Go through the material and pull out every line with the string "PlacementError" in it.
● ● ● ●
//! Log setup. Logs go to a file so they never scribble over the terminal UI.

use crate::config::Config;
use flexi_logger::{
    opt_format, Cleanup, Criterion, FileSpec, FlexiLoggerError, Logger, LoggerHandle, Naming,
};

/// Start file logging if a log directory is configured.
///
/// The returned handle must be kept alive for as long as logging is wanted.
pub fn init(config: &Config) -> Result<Option<LoggerHandle>, FlexiLoggerError> {
    let Some(dir) = &config.log_dir else {
        return Ok(None);
    };

    let handle = Logger::try_with_str(&config.log_spec)?
        .log_to_file(FileSpec::default().directory(dir).basename("tilerow"))
        .format(opt_format)
        .rotate(
            Criterion::Size(10 * 1024 * 1024),
            Naming::Numbers,
            Cleanup::KeepLogFiles(3),
        )
        .start()?;
    Ok(Some(handle))
}
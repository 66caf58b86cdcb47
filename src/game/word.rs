//! Word assembly from board occupants

use super::board::{Snapshot, BOARD_LEN};

/// Character shown for an empty square.
pub const PLACEHOLDER: char = '-';

/// Build the display word for a board snapshot.
///
/// Empty squares render as [`PLACEHOLDER`]. Leading and trailing
/// placeholders are trimmed, interior ones are kept (they mark a gap),
/// and the result is padded back to [`BOARD_LEN`] characters.
pub fn assemble(snapshot: &Snapshot) -> String {
    let raw: String = snapshot
        .iter()
        .map(|square| square.map_or(PLACEHOLDER, |tile| tile.letter))
        .collect();
    let trimmed = raw.trim_matches(PLACEHOLDER);

    let mut word = String::with_capacity(BOARD_LEN);
    word.push_str(trimmed);
    word.extend(std::iter::repeat(PLACEHOLDER).take(BOARD_LEN - trimmed.chars().count()));
    word
}

/// The word shown when nothing is on the board.
pub fn blank() -> String {
    std::iter::repeat(PLACEHOLDER).take(BOARD_LEN).collect()
}
//! Background dictionary lookups
//!
//! One worker thread answers lookups in request order. Requests carry a
//! generation number; when several are queued the worker answers only the
//! newest, and the session ignores answers for any generation but its
//! current one.

use crate::game::dictionary::Dictionary;
use crate::game::validation;
use std::sync::mpsc::{channel, Receiver, RecvTimeoutError, Sender, TryRecvError};
use std::sync::Arc;
use std::thread;
use std::time::Duration;

/// A word to look up, stamped with the board generation it belongs to
#[derive(Debug, Clone, PartialEq, Eq)]
pub struct LookupRequest {
    pub generation: u64,
    pub word: String,
}

/// The answer to a [`LookupRequest`]
#[derive(Debug, Clone, PartialEq, Eq)]
pub struct LookupResponse {
    pub generation: u64,
    pub word: String,
    pub found: bool,
}

/// Handle to the lookup thread
pub struct LookupWorker {
    /// Channel to send requests to the worker
    tx: Sender<LookupRequest>,
    /// Channel to receive answers from the worker
    rx: Receiver<LookupResponse>,
    /// Whether the worker thread is still running
    alive: bool,
}

impl LookupWorker {
    /// Start a worker thread answering lookups against `dictionary`
    pub fn spawn(dictionary: Arc<dyn Dictionary>) -> Self {
        let (request_tx, request_rx) = channel::<LookupRequest>();
        let (response_tx, response_rx) = channel::<LookupResponse>();

        thread::spawn(move || {
            while let Ok(mut request) = request_rx.recv() {
                // Only the newest queued request matters
                while let Ok(newer) = request_rx.try_recv() {
                    log::debug!("lookup #{} superseded before it ran", request.generation);
                    request = newer;
                }

                let found = validation::is_in_dictionary(&request.word, dictionary.as_ref());
                let response = LookupResponse {
                    generation: request.generation,
                    word: request.word,
                    found,
                };
                if response_tx.send(response).is_err() {
                    break;
                }
            }
        });

        LookupWorker {
            tx: request_tx,
            rx: response_rx,
            alive: true,
        }
    }

    /// Queue a lookup. Returns false if the worker is gone.
    pub fn submit(&mut self, generation: u64, word: String) -> bool {
        if self.tx.send(LookupRequest { generation, word }).is_err() {
            self.alive = false;
        }
        self.alive
    }

    /// Try to receive an answer (non-blocking)
    pub fn try_recv(&mut self) -> Option<LookupResponse> {
        match self.rx.try_recv() {
            Ok(response) => Some(response),
            Err(TryRecvError::Empty) => None,
            Err(TryRecvError::Disconnected) => {
                self.alive = false;
                None
            }
        }
    }

    /// Wait up to `timeout` for an answer
    pub fn recv_timeout(&mut self, timeout: Duration) -> Option<LookupResponse> {
        match self.rx.recv_timeout(timeout) {
            Ok(response) => Some(response),
            Err(RecvTimeoutError::Timeout) => None,
            Err(RecvTimeoutError::Disconnected) => {
                self.alive = false;
                None
            }
        }
    }

    /// Check if the worker thread is still running
    pub fn is_alive(&self) -> bool {
        self.alive
    }
}
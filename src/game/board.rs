//! The single-row board: twelve squares with fixed bonuses

use super::Tile;

/// Number of squares on the board row.
pub const BOARD_LEN: usize = 12;

/// Bonus printed on a square.
#[derive(Debug, Clone, Copy, PartialEq, Eq, Default)]
pub enum Bonus {
    #[default]
    Plain,
    DoubleLetter,
    DoubleWord,
}

impl Bonus {
    /// Parse a bonus name as used by board layouts.
    pub fn parse(name: &str) -> Option<Self> {
        match name.trim().to_ascii_lowercase().as_str() {
            "plain" => Some(Bonus::Plain),
            "double-letter" | "dl" => Some(Bonus::DoubleLetter),
            "double-word" | "dw" => Some(Bonus::DoubleWord),
            _ => None,
        }
    }

    pub fn label(&self) -> &'static str {
        match self {
            Bonus::Plain => "plain",
            Bonus::DoubleLetter => "double-letter",
            Bonus::DoubleWord => "double-word",
        }
    }

    pub fn letter_multiplier(&self) -> u32 {
        match self {
            Bonus::DoubleLetter => 2,
            _ => 1,
        }
    }

    pub fn word_multiplier(&self) -> u32 {
        match self {
            Bonus::DoubleWord => 2,
            _ => 1,
        }
    }
}

/// Every bonus kind.
pub const BONUSES: [Bonus; 3] = [Bonus::Plain, Bonus::DoubleLetter, Bonus::DoubleWord];

/// Default layout, left to right.
pub const STANDARD_LAYOUT: [Bonus; BOARD_LEN] = [
    Bonus::Plain,
    Bonus::DoubleLetter,
    Bonus::Plain,
    Bonus::Plain,
    Bonus::DoubleWord,
    Bonus::Plain,
    Bonus::Plain,
    Bonus::DoubleWord,
    Bonus::Plain,
    Bonus::Plain,
    Bonus::DoubleLetter,
    Bonus::Plain,
];

/// Occupants of every square, left to right.
pub type Snapshot = [Option<Tile>; BOARD_LEN];

/// Reasons a placement is refused. The tile stays where it was.
#[derive(Debug, Clone, PartialEq, Eq)]
pub enum PlacementError {
    /// The square already holds a tile
    OccupiedSquare { index: usize },
    /// Neither neighbor is occupied and the board is not empty
    NonAdjacentPlacement { index: usize },
    /// No such square
    OutOfBounds { index: usize },
}

impl std::fmt::Display for PlacementError {
    fn fmt(&self, f: &mut std::fmt::Formatter<'_>) -> std::fmt::Result {
        match self {
            PlacementError::OccupiedSquare { index } => {
                write!(f, "square {} is already occupied", index + 1)
            }
            PlacementError::NonAdjacentPlacement { index } => {
                write!(f, "square {} is not next to a placed tile", index + 1)
            }
            PlacementError::OutOfBounds { index } => {
                write!(f, "square {} is off the board", index + 1)
            }
        }
    }
}

impl std::error::Error for PlacementError {}

/// Check whether a tile may go on `index` given the current occupants.
///
/// Allowed when the square is empty and either the board is empty or a
/// direct left/right neighbor holds a tile.
pub fn check_placement(snapshot: &Snapshot, index: usize) -> Result<(), PlacementError> {
    let Some(slot) = snapshot.get(index) else {
        return Err(PlacementError::OutOfBounds { index });
    };
    if slot.is_some() {
        return Err(PlacementError::OccupiedSquare { index });
    }

    let board_empty = snapshot.iter().all(Option::is_none);
    let left = index
        .checked_sub(1)
        .is_some_and(|i| snapshot[i].is_some());
    let right = snapshot.get(index + 1).is_some_and(Option::is_some);

    if board_empty || left || right {
        Ok(())
    } else {
        Err(PlacementError::NonAdjacentPlacement { index })
    }
}

/// One square of the row.
#[derive(Debug, Clone, PartialEq, Eq)]
pub struct Square {
    pub index: usize,
    pub bonus: Bonus,
    pub occupant: Option<Tile>,
}

/// The board row.
#[derive(Debug, Clone, PartialEq, Eq)]
pub struct BoardRow {
    squares: [Square; BOARD_LEN],
}

impl Default for BoardRow {
    fn default() -> Self {
        Self::standard()
    }
}

impl BoardRow {
    pub fn new(layout: [Bonus; BOARD_LEN]) -> Self {
        Self {
            squares: std::array::from_fn(|index| Square {
                index,
                bonus: layout[index],
                occupant: None,
            }),
        }
    }

    pub fn standard() -> Self {
        Self::new(STANDARD_LAYOUT)
    }

    /// Put a tile on a square, subject to [`check_placement`].
    pub fn place(&mut self, index: usize, tile: Tile) -> Result<(), PlacementError> {
        check_placement(&self.snapshot(), index)?;
        self.squares[index].occupant = Some(tile);
        Ok(())
    }

    /// Lift the tile off a square, if any.
    pub fn remove(&mut self, index: usize) -> Option<Tile> {
        self.squares.get_mut(index)?.occupant.take()
    }

    pub fn snapshot(&self) -> Snapshot {
        std::array::from_fn(|index| self.squares[index].occupant)
    }

    /// Empty every square, returning what was on the board.
    pub fn clear(&mut self) -> Vec<Tile> {
        self.squares
            .iter_mut()
            .filter_map(|square| square.occupant.take())
            .collect()
    }

    pub fn occupied_count(&self) -> usize {
        self.squares.iter().filter(|s| s.occupant.is_some()).count()
    }

    pub fn is_empty(&self) -> bool {
        self.occupied_count() == 0
    }

    pub fn squares(&self) -> &[Square] {
        &self.squares
    }

    pub fn bonus_at(&self, index: usize) -> Option<Bonus> {
        self.squares.get(index).map(|s| s.bonus)
    }

    pub fn layout(&self) -> [Bonus; BOARD_LEN] {
        std::array::from_fn(|index| self.squares[index].bonus)
    }
}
● ● ● ●
Response:
pub enum PlacementError {
impl std::fmt::Display for PlacementError {
            PlacementError::OccupiedSquare { index } => {
            PlacementError::NonAdjacentPlacement { index } => {
            PlacementError::OutOfBounds { index } => {
impl std::error::Error for PlacementError {}
pub fn check_placement(snapshot: &Snapshot, index: usize) -> Result<(), PlacementError> {
        return Err(PlacementError::OutOfBounds { index });
        return Err(PlacementError::OccupiedSquare { index });
        Err(PlacementError::NonAdjacentPlacement { index })
    pub fn place(&mut self, index: usize, tile: Tile) -> Result<(), PlacementError> {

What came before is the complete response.